Krishnakumar’s message to ward Umran Malik: Swing the ball



A few years ago, Umran Malik, the Sunrisers Hyderabad, Jammu and Kashmir and India fast bowler, had said to this correspondent: “The batters were saying, ‘don’t bowl that fast’. But I had come to bowl fast, so I would bowl fast.” Here, Umran was referring to bowling to some reputed batters at the SRH nets. In a nutshell, the essence of Umran’s bowling is summoning quick spells on a consistent basis.

The first impression of Jammu and Kashmir’s bowling coach, P Krishnakumar, was no different. He witnessed a bowler who was geared up to bowl at rapid pace, not just in a match situation, but even while practicing at the nets. “He loves to bowl fast. He bowls with a lot of intensity. At the nets, as well, he bowls at 150 kph. With most of the bowlers, they don’t give their 100 per cent at the nets, not the case with Umran,” he told RevSportz.

Genuine pace is a God-given gift. But in the 2023 IPL, it became increasingly evident that a few pieces were missing from his bowling jigsaw. Perhaps he needed to supplement pace with improving his fast-bowling mentality? For Umran’s style of bowling, pace seemed to be synonymous with movement in the air. Also, by learning the finer points of the art, Umran could turn out to be a potent force with the new ball.

Krishnakumar looks at how he took it up as a challenge to ingrain the significance of swing bowling in Umran. “He had already played for India. So, he knows a lot of things, he has worked with a lot of fast bowlers, a lot of top coaches. I didn’t have to work on the skill part much. The main area which we worked on was his mindset.”

“He was bowling at 7-8 metre mark (his length), and that was on the shorter side. Not getting consistent swing. So, before joining the side, Mithun Minhas, who is the director of cricket at J & K, specifically asked me in the interview, ‘how would you make Umran swing the ball’? He gave me a challenge and I said, ‘give me some days, he will start doing it’,” he noted.

Krishnakumar went about his job of trying to inculcate certain truisms of pace bowling in Umran’s mind in an earnest manner. One of his innovative ideas was to share videos of some top pace bowlers to Umran in order to persuade the tearaway that conventional swing can be generated at good speeds. “I had to talk to him regularly. I had to convince him that if you pitch the ball up, you can swing it.”

“To change his mindset, I had to send a lot of videos, I think I have sent him almost 100 videos.
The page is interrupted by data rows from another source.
//! Per-instrument working set for the coarse selector.
//!
//! Entries are created on first observation and, under the default policy,
//! never removed. Iteration follows first-observed order so every scan is
//! deterministic regardless of hash seed.

use serde::{Deserialize, Serialize};
use std::collections::HashMap;
use tracing::debug;

use crate::domain::{InstrumentId, Observation};
use crate::indicators::RollingIndicatorSet;

/// When to drop instruments that stopped appearing in the coarse feed.
#[derive(Debug, Clone, Copy, Default, PartialEq, Eq, Serialize, Deserialize)]
#[serde(tag = "type", rename_all = "snake_case")]
pub enum EvictionPolicy {
    /// Keep every instrument ever observed.
    #[default]
    Never,
    /// Drop an instrument once it has gone more than `cycles` coarse cycles
    /// without an update. Checked after the cycle's updates are applied, so
    /// `cycles: 0` keeps only the instruments updated in the current cycle.
    IdleCycles { cycles: u64 },
}

/// Rolling technical state for one instrument.
#[derive(Debug, Clone)]
pub struct InstrumentState {
    indicators: RollingIndicatorSet,
    last_dollar_volume: f64,
    first_seen_cycle: u64,
    last_seen_cycle: u64,
}

impl InstrumentState {
    pub fn new(long_window: usize, short_window: usize, cycle: u64) -> Self {
        Self {
            indicators: RollingIndicatorSet::new(long_window, short_window),
            last_dollar_volume: 0.0,
            first_seen_cycle: cycle,
            last_seen_cycle: cycle,
        }
    }

    pub fn indicators(&self) -> &RollingIndicatorSet {
        &self.indicators
    }

    pub fn is_above_long_avg(&self) -> bool {
        self.indicators.is_above_long_avg()
    }

    pub fn is_below_short_avg(&self) -> bool {
        self.indicators.is_below_short_avg()
    }

    pub fn is_trend_qualified(&self) -> bool {
        self.indicators.is_trend_qualified()
    }

    pub fn last_dollar_volume(&self) -> f64 {
        self.last_dollar_volume
    }

    pub fn first_seen_cycle(&self) -> u64 {
        self.first_seen_cycle
    }

    pub fn last_seen_cycle(&self) -> u64 {
        self.last_seen_cycle
    }
}

/// Owned map from identifier to state, plus first-observed order.
#[derive(Debug, Clone)]
pub struct StateStore {
    long_window: usize,
    short_window: usize,
    states: HashMap<InstrumentId, InstrumentState>,
    order: Vec<InstrumentId>,
}

impl StateStore {
    pub fn new(long_window: usize, short_window: usize) -> Self {
        Self {
            long_window,
            short_window,
            states: HashMap::new(),
            order: Vec::new(),
        }
    }

    /// Apply one observation, creating the entry if the instrument is new.
    pub fn observe(&mut self, obs: &Observation, cycle: u64) {
        if !self.states.contains_key(&obs.id) {
            debug!(id = %obs.id, cycle, "tracking new instrument");
            self.order.push(obs.id.clone());
        }
        let (long_window, short_window) = (self.long_window, self.short_window);
        let state = self
            .states
            .entry(obs.id.clone())
            .or_insert_with(|| InstrumentState::new(long_window, short_window, cycle));
        state.indicators.update(obs.timestamp, obs.adjusted_price);
        state.last_dollar_volume = obs.dollar_volume;
        state.last_seen_cycle = cycle;
    }

    /// Drop idle entries according to `policy`. Returns how many were removed.
    ///
    /// Call after the current cycle's updates: an entry updated in
    /// `current_cycle` has been idle for zero cycles.
    pub fn evict(&mut self, policy: EvictionPolicy, current_cycle: u64) -> usize {
        let max_idle = match policy {
            EvictionPolicy::Never => return 0,
            EvictionPolicy::IdleCycles { cycles } => cycles,
        };

        let before = self.states.len();
        self.states.retain(|id, state| {
            let keep = current_cycle.saturating_sub(state.last_seen_cycle) <= max_idle;
            if !keep {
                debug!(
                    %id,
                    last_seen = state.last_seen_cycle,
                    current_cycle,
                    "evicting idle instrument"
                );
            }
            keep
        });
        let states = &self.states;
        self.order.retain(|id| states.contains_key(id));
        before - self.states.len()
    }

    pub fn get(&self, id: &InstrumentId) -> Option<&InstrumentState> {
        self.states.get(id)
    }

    pub fn contains(&self, id: &InstrumentId) -> bool {
        self.states.contains_key(id)
    }

    /// All entries in first-observed order.
    pub fn iter(&self) -> impl Iterator<Item = (&InstrumentId, &InstrumentState)> {
        self.order
            .iter()
            .filter_map(move |id| self.states.get(id).map(|state| (id, state)))
    }

    /// Entries whose long and short flags both hold, in first-observed order.
    pub fn trend_qualified(&self) -> impl Iterator<Item = (&InstrumentId, &InstrumentState)> {
        self.iter().filter(|(_, state)| state.is_trend_qualified())
    }

    pub fn len(&self) -> usize {
        self.states.len()
    }

    pub fn is_empty(&self) -> bool {
        self.states.is_empty()
    }
}
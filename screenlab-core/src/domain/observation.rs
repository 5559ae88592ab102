//! Observation — the coarse daily price/volume record.

use chrono::NaiveDate;
use serde::{Deserialize, Serialize};

use super::ids::InstrumentId;

/// One end-of-day price/volume record for one instrument.
///
/// The host delivers a batch of these per cycle covering the full tracked
/// universe, in arbitrary order.
#[derive(Debug, Clone, PartialEq, Serialize, Deserialize)]
pub struct Observation {
    pub id: InstrumentId,
    pub timestamp: NaiveDate,
    pub adjusted_price: f64,
    pub dollar_volume: f64,
    pub has_fundamental_data: bool,
}

impl Observation {
    pub fn new(
        id: impl Into<InstrumentId>,
        timestamp: NaiveDate,
        adjusted_price: f64,
        dollar_volume: f64,
        has_fundamental_data: bool,
    ) -> Self {
        Self {
            id: id.into(),
            timestamp,
            adjusted_price,
            dollar_volume,
            has_fundamental_data,
        }
    }

    /// Returns true if price is positive and finite and volume is non-negative and finite.
    pub fn is_sane(&self) -> bool {
        self.adjusted_price.is_finite()
            && self.adjusted_price > 0.0
            && self.dollar_volume.is_finite()
            && self.dollar_volume >= 0.0
    }
}
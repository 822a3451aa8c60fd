//! Embedding service client and vector utilities.
//!
//! The embedding model is an opaque HTTP service: `embed_texts` sends a
//! batch of strings and gets back one fixed-dimension vector per string,
//! in order. The `openai` provider calls the OpenAI-compatible
//! `POST /v1/embeddings` endpoint with exponential backoff on 429/5xx and
//! network errors; the `disabled` provider always errors so callers can
//! degrade gracefully.
//!
//! Vectors are persisted as little-endian `f32` BLOBs ([`vec_to_blob`] /
//! [`blob_to_vec`]) and compared with [`l2_distance`] (the store's ranking
//! metric, lower = closer) or [`cosine_similarity`] (used by the metadata
//! subject matcher).

use anyhow::{bail, Result};
use std::time::Duration;

use crate::config::EmbeddingConfig;

/// Embed a batch of texts with the configured provider.
///
/// Returns one vector per input text, in input order. Errors when the
/// provider is disabled, the API key is missing, the service returns a
/// non-retryable error, or all retries are exhausted.
pub async fn embed_texts(config: &EmbeddingConfig, texts: &[String]) -> Result<Vec<Vec<f32>>> {
    match config.provider.as_str() {
        "openai" => embed_openai(config, texts).await,
        "disabled" => bail!("Embedding provider is disabled"),
        other => bail!("Unknown embedding provider: {}", other),
    }
}

/// Embed a single query string.
pub async fn embed_query(config: &EmbeddingConfig, text: &str) -> Result<Vec<f32>> {
    let results = embed_texts(config, &[text.to_string()]).await?;
    results
        .into_iter()
        .next()
        .ok_or_else(|| anyhow::anyhow!("Empty embedding response"))
}

/// Call the embeddings endpoint with retry/backoff.
///
/// Retry strategy: 429 and 5xx retry with exponential backoff (1s, 2s,
/// 4s, ... capped at 32s); other 4xx fail immediately; network errors
/// retry.
async fn embed_openai(config: &EmbeddingConfig, texts: &[String]) -> Result<Vec<Vec<f32>>> {
    let api_key =
        std::env::var("OPENAI_API_KEY").map_err(|_| anyhow::anyhow!("OPENAI_API_KEY not set"))?;

    let model = config
        .model
        .as_ref()
        .ok_or_else(|| anyhow::anyhow!("embedding.model required"))?;

    let client = reqwest::Client::builder()
        .timeout(Duration::from_secs(config.timeout_secs))
        .build()?;

    let body = serde_json::json!({
        "model": model,
        "input": texts,
    });

    let mut last_err = None;

    for attempt in 0..=config.max_retries {
        if attempt > 0 {
            let delay = Duration::from_secs(1 << (attempt - 1).min(5));
            tokio::time::sleep(delay).await;
        }

        let resp = client
            .post("https://api.openai.com/v1/embeddings")
            .header("Authorization", format!("Bearer {}", api_key))
            .header("Content-Type", "application/json")
            .json(&body)
            .send()
            .await;

        match resp {
            Ok(response) => {
                let status = response.status();

                if status.is_success() {
                    let json: serde_json::Value = response.json().await?;
                    return parse_embedding_response(&json);
                }

                if status.as_u16() == 429 || status.is_server_error() {
                    let body_text = response.text().await.unwrap_or_default();
                    last_err = Some(anyhow::anyhow!(
                        "Embedding API error {}: {}",
                        status,
                        body_text
                    ));
                    continue;
                }

                let body_text = response.text().await.unwrap_or_default();
                bail!("Embedding API error {}: {}", status, body_text);
            }
            Err(e) => {
                last_err = Some(e.into());
                continue;
            }
        }
    }

    Err(last_err.unwrap_or_else(|| anyhow::anyhow!("Embedding failed after retries")))
}

/// Extract the `data[].embedding` arrays from the service response.
fn parse_embedding_response(json: &serde_json::Value) -> Result<Vec<Vec<f32>>> {
    let data = json
        .get("data")
        .and_then(|d| d.as_array())
        .ok_or_else(|| anyhow::anyhow!("Invalid embedding response: missing data array"))?;

    let mut embeddings = Vec::with_capacity(data.len());

    for item in data {
        let embedding = item
            .get("embedding")
            .and_then(|e| e.as_array())
            .ok_or_else(|| anyhow::anyhow!("Invalid embedding response: missing embedding"))?;

        let vec: Vec<f32> = embedding
            .iter()
            .map(|v| v.as_f64().unwrap_or(0.0) as f32)
            .collect();

        embeddings.push(vec);
    }

    Ok(embeddings)
}

/// Encode a float vector as little-endian `f32` bytes for BLOB storage.
pub fn vec_to_blob(vec: &[f32]) -> Vec<u8> {
    let mut bytes = Vec::with_capacity(vec.len() * 4);
    for &v in vec {
        bytes.extend_from_slice(&v.to_le_bytes());
    }
    bytes
}

/// Decode a BLOB produced by [`vec_to_blob`].
pub fn blob_to_vec(blob: &[u8]) -> Vec<f32> {
    blob.chunks_exact(4)
        .map(|chunk| f32::from_le_bytes([chunk[0], chunk[1], chunk[2], chunk[3]]))
        .collect()
}

/// Euclidean distance between two vectors; non-negative, lower = closer.
///
/// Mismatched or empty vectors rank last (`f64::INFINITY`) rather than
/// appearing spuriously close.
pub fn l2_distance(a: &[f32], b: &[f32]) -> f64 {
    if a.len() != b.len() || a.is_empty() {
        return f64::INFINITY;
    }

    let mut sum = 0.0f64;
    for (x, y) in a.iter().zip(b.iter()) {
        let d = (*x - *y) as f64;
        sum += d * d;
    }
    sum.sqrt()
}

/// Cosine similarity in `[-1.0, 1.0]`; `0.0` for empty or mismatched
/// vectors.
pub fn cosine_similarity(a: &[f32], b: &[f32]) -> f32 {
    if a.len() != b.len() || a.is_empty() {
        return 0.0;
    }

    let mut dot = 0.0f32;
    let mut norm_a = 0.0f32;
    let mut norm_b = 0.0f32;

    for (x, y) in a.iter().zip(b.iter()) {
        dot += x * y;
        norm_a += x * x;
        norm_b += y * y;
    }

    let denom = norm_a.sqrt() * norm_b.sqrt();
    if denom < f32::EPSILON {
        return 0.0;
    }

    dot / denom
}
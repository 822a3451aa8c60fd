//! Generation service client.
//!
//! Thin wrapper over the `generateContent` HTTP API. Every failure mode is
//! a [`GenerationError`] kind rather than control flow: the orchestrator
//! decides what to do with an error (it embeds the message in the overview
//! so retrieved documents still reach the caller). A non-2xx response is a
//! hard failure for that step; there is no retry.

use reqwest::Client;
use serde::Serialize;
use std::time::Duration;
use thiserror::Error;

use crate::config::GenerationConfig;

#[derive(Debug, Error)]
pub enum GenerationError {
    #[error("GEMINI_API_KEY environment variable not set")]
    MissingApiKey,

    #[error("generation request failed: {0}")]
    Transport(String),

    #[error("generation service returned {status}: {body}")]
    Status { status: u16, body: String },

    #[error("malformed generation response: {0}")]
    MalformedResponse(String),
}

#[derive(Serialize)]
struct GenerateRequest<'a> {
    contents: Vec<Content<'a>>,
    #[serde(rename = "generationConfig")]
    generation_config: GenerationOptions,
}

#[derive(Serialize)]
struct Content<'a> {
    parts: Vec<Part<'a>>,
}

#[derive(Serialize)]
struct Part<'a> {
    text: &'a str,
}

#[derive(Serialize)]
struct GenerationOptions {
    temperature: f64,
    #[serde(rename = "maxOutputTokens")]
    max_output_tokens: u32,
}

pub struct GeminiClient {
    client: Client,
    endpoint: String,
    model: String,
    api_key: String,
    temperature: f64,
    max_output_tokens: u32,
}

impl GeminiClient {
    /// Build a client from configuration. Fails fast when the API key is
    /// absent so the orchestrator can report it without issuing a request.
    pub fn from_config(config: &GenerationConfig) -> Result<Self, GenerationError> {
        let api_key =
            std::env::var("GEMINI_API_KEY").map_err(|_| GenerationError::MissingApiKey)?;

        let client = Client::builder()
            .timeout(Duration::from_secs(config.timeout_secs))
            .build()
            .map_err(|e| GenerationError::Transport(e.to_string()))?;

        Ok(Self {
            client,
            endpoint: config.endpoint.trim_end_matches('/').to_string(),
            model: config.model.clone(),
            api_key,
            temperature: config.temperature,
            max_output_tokens: config.max_output_tokens,
        })
    }

    /// One generation call: prompt in, trimmed answer text out.
    pub async fn generate(&self, prompt: &str) -> Result<String, GenerationError> {
        let url = format!("{}/models/{}:generateContent", self.endpoint, self.model);

        let body = GenerateRequest {
            contents: vec![Content {
                parts: vec![Part { text: prompt }],
            }],
            generation_config: GenerationOptions {
                temperature: self.temperature,
                max_output_tokens: self.max_output_tokens,
            },
        };

        let response = self
            .client
            .post(url)
            .header("Content-Type", "application/json")
            .header("X-goog-api-key", &self.api_key)
            .json(&body)
            .send()
            .await
            .map_err(|e| GenerationError::Transport(e.to_string()))?;

        let status = response.status();
        if !status.is_success() {
            let body = response.text().await.unwrap_or_default();
            return Err(GenerationError::Status {
                status: status.as_u16(),
                body,
            });
        }

        let json: serde_json::Value = response
            .json()
            .await
            .map_err(|e| GenerationError::MalformedResponse(e.to_string()))?;

        extract_answer_text(&json)
    }
}

/// Pull `candidates[0].content.parts[0].text` out of the response JSON.
fn extract_answer_text(json: &serde_json::Value) -> Result<String, GenerationError> {
    json.get("candidates")
        .and_then(|c| c.get(0))
        .and_then(|c| c.get("content"))
        .and_then(|c| c.get("parts"))
        .and_then(|p| p.get(0))
        .and_then(|p| p.get("text"))
        .and_then(|t| t.as_str())
        .map(|t| t.trim().to_string())
        .ok_or_else(|| {
            GenerationError::MalformedResponse("missing candidates[0].content.parts[0].text".into())
        })
}

#[cfg(test)]
mod tests {
    use super::*;

    #[test]
    fn test_request_body_shape() {
        let body = GenerateRequest {
            contents: vec![Content {
                parts: vec![Part {
                    text: "What is soil erosion?",
                }],
            }],
            generation_config: GenerationOptions {
                temperature: 0.3,
                max_output_tokens: 1600,
            },
        };
        let json = serde_json::to_value(&body).unwrap();
        assert_eq!(
            json["contents"][0]["parts"][0]["text"],
            "What is soil erosion?"
        );
        assert_eq!(json["generationConfig"]["maxOutputTokens"], 1600);
        assert!((json["generationConfig"]["temperature"].as_f64().unwrap() - 0.3).abs() < 1e-9);
    }

    #[test]
    fn test_extract_answer_text() {
        let json = serde_json::json!({
            "candidates": [
                {"content": {"parts": [{"text": "  An answer. \n"}]}}
            ]
        });
        assert_eq!(extract_answer_text(&json).unwrap(), "An answer.");
    }

    #[test]
    fn test_extract_answer_text_missing_candidates() {
        let json = serde_json::json!({"promptFeedback": {}});
        assert!(matches!(
            extract_answer_text(&json),
            Err(GenerationError::MalformedResponse(_))
        ));
    }

    #[test]
    fn test_error_display_includes_status() {
        let err = GenerationError::Status {
            status: 403,
            body: "forbidden".to_string(),
        };
        let msg = err.to_string();
        assert!(msg.contains("403"));
        assert!(msg.contains("forbidden"));
    }
}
I used to send videos of Dale Steyn, James Anderson (the younger version used to generate conventional swing at good pace), Mitchell Starc, Bumrah… all above 140, still they are able to swing the ball. In that way, I tried to change his mindset,” he observed.

What about Umran’s wrist position? Perhaps there was some tinkering to be done? Krishnakumar reiterated that it was more about refining Umran’s mindset rather than upgrading his skill. So, he went back to his method of sending videos of those who mastered the art of finding movement.

“His wrist position was good, but I had to tell him how to use the wrist. He was convinced with me that if you’re giving backspin on the ball, if you’re using the wrist at the time of release, it will swing. For that, I have shown a lot of videos of Anderson, how he swings the ball, how he does it. He started doing it at the nets, so I gave him consistent practice. Slowly and steadily, in one and a half months, he got convinced that if I pitch the ball up, I can swing the ball.  I’m sure that he will give better results,” he reckoned.

Krishnakumar’s strategy for even the shortest format belongs to the old adage – the best way to restrict the opponent is by taking wickets upfront. He has tried to imbibe that wisdom into J&K’s bowlers, including Umran. “The first tournament we played was the Syed Mushtaq Ali trophy. All or most of the bowlers, they were bowling quick. They had that mentality of how to stop the runs in T20 cricket. 

“What I told them was if you swing the ball, whether it is T20 cricket or four-day cricket, it is not easy for the batter to hit you. That is what happened in the Syed Mushtaq Ali. They were swinging the ball and we stopped all the teams (we played) from making good scores.”

That is in brief about bowling in the Powerplay. But the litmus test for a bowler in the abridged version of the game is to chart out a successful path in the slog overs. Every single bowler has come under severe pressure at the back-end of an innings. Just that some are better at coping with stress of bowling in the later stages of an innings. 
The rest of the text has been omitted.